Amongst the usual statements about economic growth, employment prospects and borrowing needs there were congratulatory comments about the numbers of persons that have benefitted from first time buyer stamp duty reliefs and further suggestions that a litter levy may be enacted. On the theme of waste there was also a call for evidence on how the tax system could be used as an incentive to reduce reliance on certain plastics.
Of relevance to the SME sector is the announcement of a consultation on extending the availability of Entrepreneurs’ Relief. The Government are concerned that bringing external investors into a family business can dilute the founders down below a 5% stake in a company. As the 5% limit is the minimum required for Entrepreneurs’ Relief the Government feel that some businesses may not seek external funding specifically to prevent the founders falling below 5%. The 5% threshold may therefore hold back the seeking of external funds and therefore hold back growth in a business.
There is a consultation which closes in mid-May about the practicalities of allowing the founders to be treated as selling their shares and immediately reacquiring them at the point that they would otherwise be diluted down 5%. This would therefore allow the entrepreneur to “bank” the 5% rate before they are diluted below it.

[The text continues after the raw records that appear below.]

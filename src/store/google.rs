//! Google OAuth credentials, one row per (guild, user).
//!
//! A guild may hold several users' credentials with at most one flagged
//! default. The first credential saved for a guild becomes the default
//! automatically.

use super::{ts, Store, StoreError};
use crate::crypto::SecretBlob;
use chrono::Utc;
use rusqlite::{params, OptionalExtension, Row};
use tracing::info;

#[derive(Clone, Debug)]
pub struct GoogleCredentialRecord {
    pub guild_id: i64,
    pub user_id: i64,
    pub email: String,
    /// Encrypted credential JSON as returned by the OAuth code exchange.
    pub credentials: SecretBlob,
    pub is_default: bool,
}

const COLUMNS: &str =
    "guild_id, user_id, email, credentials_ciphertext, credentials_nonce, is_default";

fn row_to_credential(row: &Row<'_>) -> rusqlite::Result<GoogleCredentialRecord> {
    Ok(GoogleCredentialRecord {
        guild_id: row.get(0)?,
        user_id: row.get(1)?,
        email: row.get(2)?,
        credentials: SecretBlob {
            ciphertext: row.get(3)?,
            nonce: row.get(4)?,
        },
        is_default: row.get(5)?,
    })
}

impl Store {
    /// Save (or re-save after re-authorization) a user's credentials.
    ///
    /// The first credential stored for a guild becomes its default; a re-save
    /// keeps whatever default flag the row already carries.
    pub fn save_google_credentials(
        &self,
        guild_id: i64,
        user_id: i64,
        email: &str,
        credentials: &SecretBlob,
    ) -> Result<GoogleCredentialRecord, StoreError> {
        let now = ts(Utc::now());
        let mut conn = self.conn.lock().unwrap();
        let tx = conn.transaction()?;

        let guild_has_rows: bool = tx
            .query_row(
                "SELECT 1 FROM google_credentials WHERE guild_id = ?1 LIMIT 1",
                params![guild_id],
                |_| Ok(()),
            )
            .optional()?
            .is_some();

        tx.execute(
            r#"
            INSERT INTO google_credentials (
                guild_id, user_id, email,
                credentials_ciphertext, credentials_nonce,
                is_default, created_at, updated_at
            )
            VALUES (?1, ?2, ?3, ?4, ?5, ?6, ?7, ?7)
            ON CONFLICT(guild_id, user_id) DO UPDATE SET
                email = excluded.email,
                credentials_ciphertext = excluded.credentials_ciphertext,
                credentials_nonce = excluded.credentials_nonce,
                updated_at = excluded.updated_at
            "#,
            params![
                guild_id,
                user_id,
                email,
                credentials.ciphertext,
                credentials.nonce,
                !guild_has_rows,
                now,
            ],
        )?;

        let record = tx.query_row(
            &format!("SELECT {COLUMNS} FROM google_credentials WHERE guild_id = ?1 AND user_id = ?2"),
            params![guild_id, user_id],
            row_to_credential,
        )?;

        tx.commit()?;

        info!(guild_id, user_id, email, "Saved Google credentials");
        Ok(record)
    }

    /// A specific user's credentials, or the guild default when `user_id` is
    /// `None`.
    pub fn get_google_credentials(
        &self,
        guild_id: i64,
        user_id: Option<i64>,
    ) -> Result<Option<GoogleCredentialRecord>, StoreError> {
        let conn = self.conn.lock().unwrap();
        let record = match user_id {
            Some(user_id) => conn
                .query_row(
                    &format!(
                        "SELECT {COLUMNS} FROM google_credentials \
                         WHERE guild_id = ?1 AND user_id = ?2"
                    ),
                    params![guild_id, user_id],
                    row_to_credential,
                )
                .optional()?,
            None => conn
                .query_row(
                    &format!(
                        "SELECT {COLUMNS} FROM google_credentials \
                         WHERE guild_id = ?1 AND is_default = 1"
                    ),
                    params![guild_id],
                    row_to_credential,
                )
                .optional()?,
        };

        Ok(record)
    }

    /// All credentials stored for a guild, default first.
    pub fn list_google_credentials(
        &self,
        guild_id: i64,
    ) -> Result<Vec<GoogleCredentialRecord>, StoreError> {
        let conn = self.conn.lock().unwrap();
        let mut stmt = conn.prepare(&format!(
            "SELECT {COLUMNS} FROM google_credentials \
             WHERE guild_id = ?1 ORDER BY is_default DESC, created_at, id"
        ))?;

        let records = stmt
            .query_map(params![guild_id], row_to_credential)?
            .collect::<Result<Vec<_>, _>>()?;

        Ok(records)
    }

    /// Make a user's credentials the guild default, clearing the previous
    /// default in the same transaction.
    pub fn set_default_google_credentials(
        &self,
        guild_id: i64,
        user_id: i64,
    ) -> Result<bool, StoreError> {
        let now = ts(Utc::now());
        let mut conn = self.conn.lock().unwrap();
        let tx = conn.transaction()?;

        let target_exists: bool = tx
            .query_row(
                "SELECT 1 FROM google_credentials WHERE guild_id = ?1 AND user_id = ?2",
                params![guild_id, user_id],
                |_| Ok(()),
            )
            .optional()?
            .is_some();

        if !target_exists {
            return Ok(false);
        }

        tx.execute(
            "UPDATE google_credentials SET is_default = 0, updated_at = ?2 \
             WHERE guild_id = ?1 AND is_default = 1",
            params![guild_id, now],
        )?;
        tx.execute(
            "UPDATE google_credentials SET is_default = 1, updated_at = ?3 \
             WHERE guild_id = ?1 AND user_id = ?2",
            params![guild_id, user_id, now],
        )?;

        tx.commit()?;

        info!(guild_id, user_id, "Set default Google credentials");
        Ok(true)
    }

    /// Remove a user's credentials. Promotion of a new default, if the
    /// removed row was the default, is the caller's decision.
    pub fn remove_google_credentials(
        &self,
        guild_id: i64,
        user_id: i64,
    ) -> Result<bool, StoreError> {
        let rows_affected = self.conn.lock().unwrap().execute(
            "DELETE FROM google_credentials WHERE guild_id = ?1 AND user_id = ?2",
            params![guild_id, user_id],
        )?;

        if rows_affected > 0 {
            info!(guild_id, user_id, "Removed Google credentials");
        }
        Ok(rows_affected > 0)
    }
}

The cynic may think “well that is just a way of getting money in earlier and leaving reduced tax take for a future Government”. The consultation suggests otherwise as it is making noises about the resulting gain not being payable until such later time as the shares are actually sold and the entrepreneur has cash to pay the tax.
This is certainly a novel solution for a perceived issue and the Chancellor should be applauded for facing it head on.